Segment Start: DATA LISTING
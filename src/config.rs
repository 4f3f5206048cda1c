use anyhow::{Context, Result};
use serde::{Deserialize, Serialize};
use std::env;

use crate::policy::SqlLevel;
use crate::scoring::TierThresholds;
use crate::validator::ValidatorRequirements;

/// Configuration for the trust engine service
#[derive(Debug, Clone, Serialize, Deserialize)]
pub struct EngineConfig {
    /// Server configuration
    pub server: ServerConfig,
    /// Logging configuration
    pub logging: LoggingConfig,
    /// Trust scoring configuration
    pub trust: TrustConfig,
    /// Validator eligibility configuration
    pub validator: ValidatorConfig,
}

#[derive(Debug, Clone, Serialize, Deserialize)]
pub struct ServerConfig {
    /// Server host to bind to
    pub host: String,
    /// Server port to bind to
    pub port: u16,
}

#[derive(Debug, Clone, Serialize, Deserialize)]
pub struct LoggingConfig {
    /// Log level (error, warn, info, debug, trace)
    pub level: String,
    /// Enable request/response logging
    pub log_requests: bool,
}

/// Governance overrides for the trust tier thresholds
#[derive(Debug, Clone, Serialize, Deserialize)]
pub struct TrustConfig {
    /// Minimum score for the Normal tier
    pub normal_threshold: i32,
    /// Minimum score for the Review tier
    pub review_threshold: i32,
}

impl Default for TrustConfig {
    fn default() -> Self {
        Self {
            normal_threshold: 80,
            review_threshold: 60,
        }
    }
}

impl TrustConfig {
    /// Convert to TierThresholds for use by TrustScorer
    pub fn to_thresholds(&self) -> TierThresholds {
        TierThresholds {
            normal_min: self.normal_threshold,
            review_min: self.review_threshold,
        }
    }
}

/// Governance overrides for the validator eligibility gates
#[derive(Debug, Clone, Serialize, Deserialize)]
pub struct ValidatorConfig {
    /// Minimum coins locked in staking
    pub min_locked_coins: f64,
    /// Minimum liquid wallet balance
    pub min_wallet_balance: f64,
    /// Lowest SQL level admitted to validation
    pub min_sql_level: SqlLevel,
    /// Complaint ratio must stay strictly below this fraction
    pub max_complaint_ratio: f64,
}

impl Default for ValidatorConfig {
    fn default() -> Self {
        Self {
            min_locked_coins: 10_000.0,
            min_wallet_balance: 1_000.0,
            min_sql_level: SqlLevel::High,
            max_complaint_ratio: 0.02,
        }
    }
}

impl ValidatorConfig {
    /// Convert to ValidatorRequirements for use by ValidatorEvaluator
    pub fn to_requirements(&self) -> ValidatorRequirements {
        ValidatorRequirements {
            min_locked_coins: self.min_locked_coins,
            min_wallet_balance: self.min_wallet_balance,
            min_sql_level: self.min_sql_level,
            max_complaint_ratio: self.max_complaint_ratio,
        }
    }
}

impl Default for EngineConfig {
    fn default() -> Self {
        Self {
            server: ServerConfig {
                host: "127.0.0.1".to_string(),
                port: 8750,
            },
            logging: LoggingConfig {
                level: "info".to_string(),
                log_requests: false,
            },
            trust: TrustConfig::default(),
            validator: ValidatorConfig::default(),
        }
    }
}

impl EngineConfig {
    /// Load configuration from environment variables and validate consistency
    pub fn from_env() -> Result<Self> {
        let mut config = Self::default();

        // Server configuration
        if let Ok(host) = env::var("GOSELLR_TRUST_HOST") {
            config.server.host = host;
        }

        if let Ok(port) = env::var("GOSELLR_TRUST_PORT") {
            config.server.port = port.parse().context("Invalid GOSELLR_TRUST_PORT value")?;
        }

        // Logging configuration
        if let Ok(level) = env::var("GOSELLR_TRUST_LOG_LEVEL") {
            config.logging.level = level;
        }

        if let Ok(log_requests) = env::var("GOSELLR_TRUST_LOG_REQUESTS") {
            config.logging.log_requests = log_requests
                .parse()
                .context("Invalid GOSELLR_TRUST_LOG_REQUESTS value")?;
        }

        // Trust scoring configuration
        if let Ok(threshold) = env::var("GOSELLR_TRUST_NORMAL_THRESHOLD") {
            config.trust.normal_threshold = threshold
                .parse()
                .context("Invalid GOSELLR_TRUST_NORMAL_THRESHOLD value")?;
        }

        if let Ok(threshold) = env::var("GOSELLR_TRUST_REVIEW_THRESHOLD") {
            config.trust.review_threshold = threshold
                .parse()
                .context("Invalid GOSELLR_TRUST_REVIEW_THRESHOLD value")?;
        }

        // Validator eligibility configuration
        if let Ok(coins) = env::var("GOSELLR_VALIDATOR_MIN_LOCKED_COINS") {
            config.validator.min_locked_coins = coins
                .parse()
                .context("Invalid GOSELLR_VALIDATOR_MIN_LOCKED_COINS value")?;
        }

        if let Ok(balance) = env::var("GOSELLR_VALIDATOR_MIN_WALLET_BALANCE") {
            config.validator.min_wallet_balance = balance
                .parse()
                .context("Invalid GOSELLR_VALIDATOR_MIN_WALLET_BALANCE value")?;
        }

        if let Ok(level) = env::var("GOSELLR_VALIDATOR_MIN_SQL_LEVEL") {
            config.validator.min_sql_level = SqlLevel::parse(&level).ok_or_else(|| {
                anyhow::anyhow!("Invalid GOSELLR_VALIDATOR_MIN_SQL_LEVEL value: {}", level)
            })?;
        }

        if let Ok(ratio) = env::var("GOSELLR_VALIDATOR_MAX_COMPLAINT_RATIO") {
            config.validator.max_complaint_ratio = ratio
                .parse()
                .context("Invalid GOSELLR_VALIDATOR_MAX_COMPLAINT_RATIO value")?;
        }

        config.validate()?;

        Ok(config)
    }

    /// Validate configuration for consistency
    fn validate(&self) -> Result<()> {
        if self.server.host.is_empty() {
            return Err(anyhow::anyhow!("Server host cannot be empty"));
        }

        if self.server.port == 0 {
            return Err(anyhow::anyhow!("Server port must be non-zero"));
        }

        if self.trust.review_threshold >= self.trust.normal_threshold {
            return Err(anyhow::anyhow!(
                "Review threshold ({}) must be below normal threshold ({})",
                self.trust.review_threshold,
                self.trust.normal_threshold
            ));
        }

        if self.validator.min_locked_coins < 0.0 {
            return Err(anyhow::anyhow!("Minimum locked coins cannot be negative"));
        }

        if self.validator.min_wallet_balance < 0.0 {
            return Err(anyhow::anyhow!("Minimum wallet balance cannot be negative"));
        }

        if self.validator.max_complaint_ratio <= 0.0 || self.validator.max_complaint_ratio > 1.0 {
            return Err(anyhow::anyhow!(
                "Max complaint ratio must be within (0, 1], got {}",
                self.validator.max_complaint_ratio
            ));
        }

        Ok(())
    }
}

#[cfg(test)]
mod tests {
    use super::*;

    #[test]
    fn test_default_config_is_valid() {
        assert!(EngineConfig::default().validate().is_ok());
    }

    #[test]
    fn test_inverted_thresholds_rejected() {
        let mut config = EngineConfig::default();
        config.trust.review_threshold = 90;
        assert!(config.validate().is_err());
    }

    #[test]
    fn test_out_of_range_ratio_rejected() {
        let mut config = EngineConfig::default();
        config.validator.max_complaint_ratio = 0.0;
        assert!(config.validate().is_err());
        config.validator.max_complaint_ratio = 1.5;
        assert!(config.validate().is_err());
        config.validator.max_complaint_ratio = 1.0;
        assert!(config.validate().is_ok());
    }

    #[test]
    fn test_sections_convert_to_engine_policy() {
        let config = EngineConfig::default();

        let thresholds = config.trust.to_thresholds();
        assert_eq!(thresholds.normal_min, 80);
        assert_eq!(thresholds.review_min, 60);

        let requirements = config.validator.to_requirements();
        assert_eq!(requirements.min_locked_coins, 10_000.0);
        assert_eq!(requirements.min_sql_level, SqlLevel::High);
    }
}
//! SQL Level Upgrade Eligibility
//!
//! Scores an upgrade applicant's profile and checks it against the
//! per-target-level requirements ladder. Same contract as the other engines:
//! pure, stateless, a verdict for every input.

use crate::policy::SqlLevel;
use serde::{Deserialize, Serialize};

/// Upgrade applicant snapshot.
#[derive(Debug, Clone, Copy, PartialEq, Serialize, Deserialize)]
pub struct UpgradeProfile {
    pub current_level: SqlLevel,

    /// Skill assessments passed
    pub passed_skill_tests: u32,

    /// Coins locked in staking
    pub locked_coins: f64,
}

/// Requirements to reach a given target level.
#[derive(Debug, Clone, Copy, PartialEq, Serialize, Deserialize)]
pub struct LevelRequirement {
    pub min_score: i32,
    pub min_coins: f64,
}

/// Requirements ladder. `Free` is the floor; nothing upgrades into it.
pub fn requirement_for(target: SqlLevel) -> Option<LevelRequirement> {
    match target {
        SqlLevel::Free => None,
        SqlLevel::Basic => Some(LevelRequirement {
            min_score: 50,
            min_coins: 100.0,
        }),
        SqlLevel::Normal => Some(LevelRequirement {
            min_score: 150,
            min_coins: 500.0,
        }),
        SqlLevel::High => Some(LevelRequirement {
            min_score: 300,
            min_coins: 1_500.0,
        }),
        SqlLevel::Vip => Some(LevelRequirement {
            min_score: 500,
            min_coins: 5_000.0,
        }),
    }
}

/// Profile score: a flat base, a fixed credit per passed skill test, and a
/// capped coin-lock credit, clamped to 0..=500.
pub fn profile_score(profile: &UpgradeProfile) -> i32 {
    let mut score = 25.0;
    score += 20.0 * profile.passed_skill_tests as f64;
    score += (profile.locked_coins / 100.0).min(15.0);
    (score.round() as i32).clamp(0, 500)
}

/// Outcome of an upgrade check. `missing_requirements` is empty exactly when
/// `eligible` is true.
#[derive(Debug, Clone, PartialEq, Serialize, Deserialize)]
pub struct UpgradeVerdict {
    pub eligible: bool,

    /// The applicant's computed profile score
    pub ai_score: i32,

    /// Unmet requirements, shortfall first
    pub missing_requirements: Vec<String>,
}

/// Check whether the profile qualifies for an upgrade to `target`.
pub fn check_upgrade(profile: &UpgradeProfile, target: SqlLevel) -> UpgradeVerdict {
    let ai_score = profile_score(profile);

    let requirement = if target > profile.current_level {
        requirement_for(target)
    } else {
        None
    };

    let Some(requirement) = requirement else {
        return UpgradeVerdict {
            eligible: false,
            ai_score,
            missing_requirements: vec!["Target level must be above the current level".to_string()],
        };
    };

    let mut missing_requirements = Vec::new();

    if ai_score < requirement.min_score {
        missing_requirements.push(format!("AI Score: {}/{}", ai_score, requirement.min_score));
    }

    if profile.locked_coins < requirement.min_coins {
        missing_requirements.push(format!(
            "Coin Lock: {}/{} EHBGC",
            profile.locked_coins, requirement.min_coins
        ));
    }

    UpgradeVerdict {
        eligible: missing_requirements.is_empty(),
        ai_score,
        missing_requirements,
    }
}

#[cfg(test)]
mod tests {
    use super::*;

    #[test]
    fn test_profile_score_components() {
        // Base only
        assert_eq!(
            profile_score(&UpgradeProfile {
                current_level: SqlLevel::Free,
                passed_skill_tests: 0,
                locked_coins: 0.0,
            }),
            25
        );
        // Two tests plus a capped-out coin credit
        assert_eq!(
            profile_score(&UpgradeProfile {
                current_level: SqlLevel::Free,
                passed_skill_tests: 2,
                locked_coins: 10_000.0,
            }),
            25 + 40 + 15
        );
        // Coin credit below the cap
        assert_eq!(
            profile_score(&UpgradeProfile {
                current_level: SqlLevel::Free,
                passed_skill_tests: 2,
                locked_coins: 1_000.0,
            }),
            25 + 40 + 10
        );
    }

    #[test]
    fn test_score_clamps_at_500() {
        let profile = UpgradeProfile {
            current_level: SqlLevel::High,
            passed_skill_tests: 100,
            locked_coins: 100_000.0,
        };
        assert_eq!(profile_score(&profile), 500);
    }

    #[test]
    fn test_basic_upgrade_path() {
        let profile = UpgradeProfile {
            current_level: SqlLevel::Free,
            passed_skill_tests: 2,
            locked_coins: 1_000.0,
        };
        // Score 75 clears Basic (50/100) but not Normal (150/500).
        let verdict = check_upgrade(&profile, SqlLevel::Basic);
        assert!(verdict.eligible);
        assert_eq!(verdict.ai_score, 75);
        assert!(verdict.missing_requirements.is_empty());

        let verdict = check_upgrade(&profile, SqlLevel::Normal);
        assert!(!verdict.eligible);
        assert_eq!(verdict.missing_requirements, vec!["AI Score: 75/150"]);
    }

    #[test]
    fn test_coin_shortfall_message() {
        let profile = UpgradeProfile {
            current_level: SqlLevel::Normal,
            passed_skill_tests: 20,
            locked_coins: 1_000.0,
        };
        let verdict = check_upgrade(&profile, SqlLevel::High);
        assert!(!verdict.eligible);
        assert_eq!(
            verdict.missing_requirements,
            vec!["Coin Lock: 1000/1500 EHBGC"]
        );
    }

    #[test]
    fn test_target_must_exceed_current() {
        let profile = UpgradeProfile {
            current_level: SqlLevel::High,
            passed_skill_tests: 30,
            locked_coins: 50_000.0,
        };
        for target in [SqlLevel::Free, SqlLevel::Basic, SqlLevel::High] {
            let verdict = check_upgrade(&profile, target);
            assert!(!verdict.eligible);
            assert_eq!(
                verdict.missing_requirements,
                vec!["Target level must be above the current level"]
            );
        }
    }
}
use anyhow::Result;
use axum::{routing::get, Router};
use std::sync::Arc;
use tokio::sync::RwLock;
use tower_http::trace::TraceLayer;
use tracing::{info, Level};
use tracing_subscriber::fmt::format::FmtSpan;

use gosellr_trust::{
    EngineConfig, TrustApiState, TrustScorer, ValidatorApiState, ValidatorEvaluator,
    create_trust_router, create_upgrade_router, create_validator_router,
};

#[tokio::main]
async fn main() -> Result<()> {
    // Load configuration first - this validates threshold consistency
    let config = EngineConfig::from_env().map_err(|e| {
        eprintln!("Configuration error: {}", e);
        eprintln!("Please check GOSELLR_* environment variables.");
        e
    })?;

    init_logging(&config)?;

    info!("Starting GoSellr Trust Engine");
    info!(
        "Trust thresholds: normal>={}, review>={}",
        config.trust.normal_threshold, config.trust.review_threshold
    );
    info!(
        "Validator floors: locked>={}, wallet>={}, level>={}, ratio<{}",
        config.validator.min_locked_coins,
        config.validator.min_wallet_balance,
        config.validator.min_sql_level,
        config.validator.max_complaint_ratio
    );

    // Initialize the engines from configured policy
    let scorer = Arc::new(RwLock::new(TrustScorer::new(config.trust.to_thresholds())));
    let evaluator = Arc::new(RwLock::new(ValidatorEvaluator::new(
        config.validator.to_requirements(),
    )));

    let admin_api_key = std::env::var("GOSELLR_ADMIN_API_KEY").ok();
    if admin_api_key.is_none() {
        info!("No admin API key configured - governance endpoints are disabled");
    }

    // Build the application with nested routers
    let app = Router::new()
        .nest(
            "/trust",
            create_trust_router(TrustApiState {
                scorer,
                admin_api_key: admin_api_key.clone(),
            }),
        )
        .nest(
            "/validator",
            create_validator_router(ValidatorApiState {
                evaluator,
                admin_api_key,
            }),
        )
        .nest("/sql/upgrade", create_upgrade_router())
        .route("/health", get(|| async { "OK" }))
        .layer(TraceLayer::new_for_http());

    let bind_addr = format!("{}:{}", config.server.host, config.server.port);
    let listener = tokio::net::TcpListener::bind(&bind_addr)
        .await
        .map_err(|e| anyhow::anyhow!("Failed to bind to {}: {}", bind_addr, e))?;

    info!("Trust engine listening on {}", bind_addr);

    axum::serve(listener, app).await?;

    Ok(())
}

/// Initialize logging from the configured level
fn init_logging(config: &EngineConfig) -> Result<()> {
    let log_level = match config.logging.level.to_lowercase().as_str() {
        "error" => Level::ERROR,
        "warn" => Level::WARN,
        "info" => Level::INFO,
        "debug" => Level::DEBUG,
        "trace" => Level::TRACE,
        _ => Level::INFO,
    };

    let subscriber = tracing_subscriber::fmt()
        .with_max_level(log_level)
        .with_span_events(if config.logging.log_requests {
            FmtSpan::NEW | FmtSpan::CLOSE
        } else {
            FmtSpan::NONE
        })
        .finish();

    tracing::subscriber::set_global_default(subscriber)
        .map_err(|e| anyhow::anyhow!("Failed to set logging subscriber: {}", e))?;

    Ok(())
}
Segment End: DATA LISTING
▶ TASK:
How many lines in the records above contain the word "axum"? Reply with the number alone.

▶ EXPECTED ANSWER:
2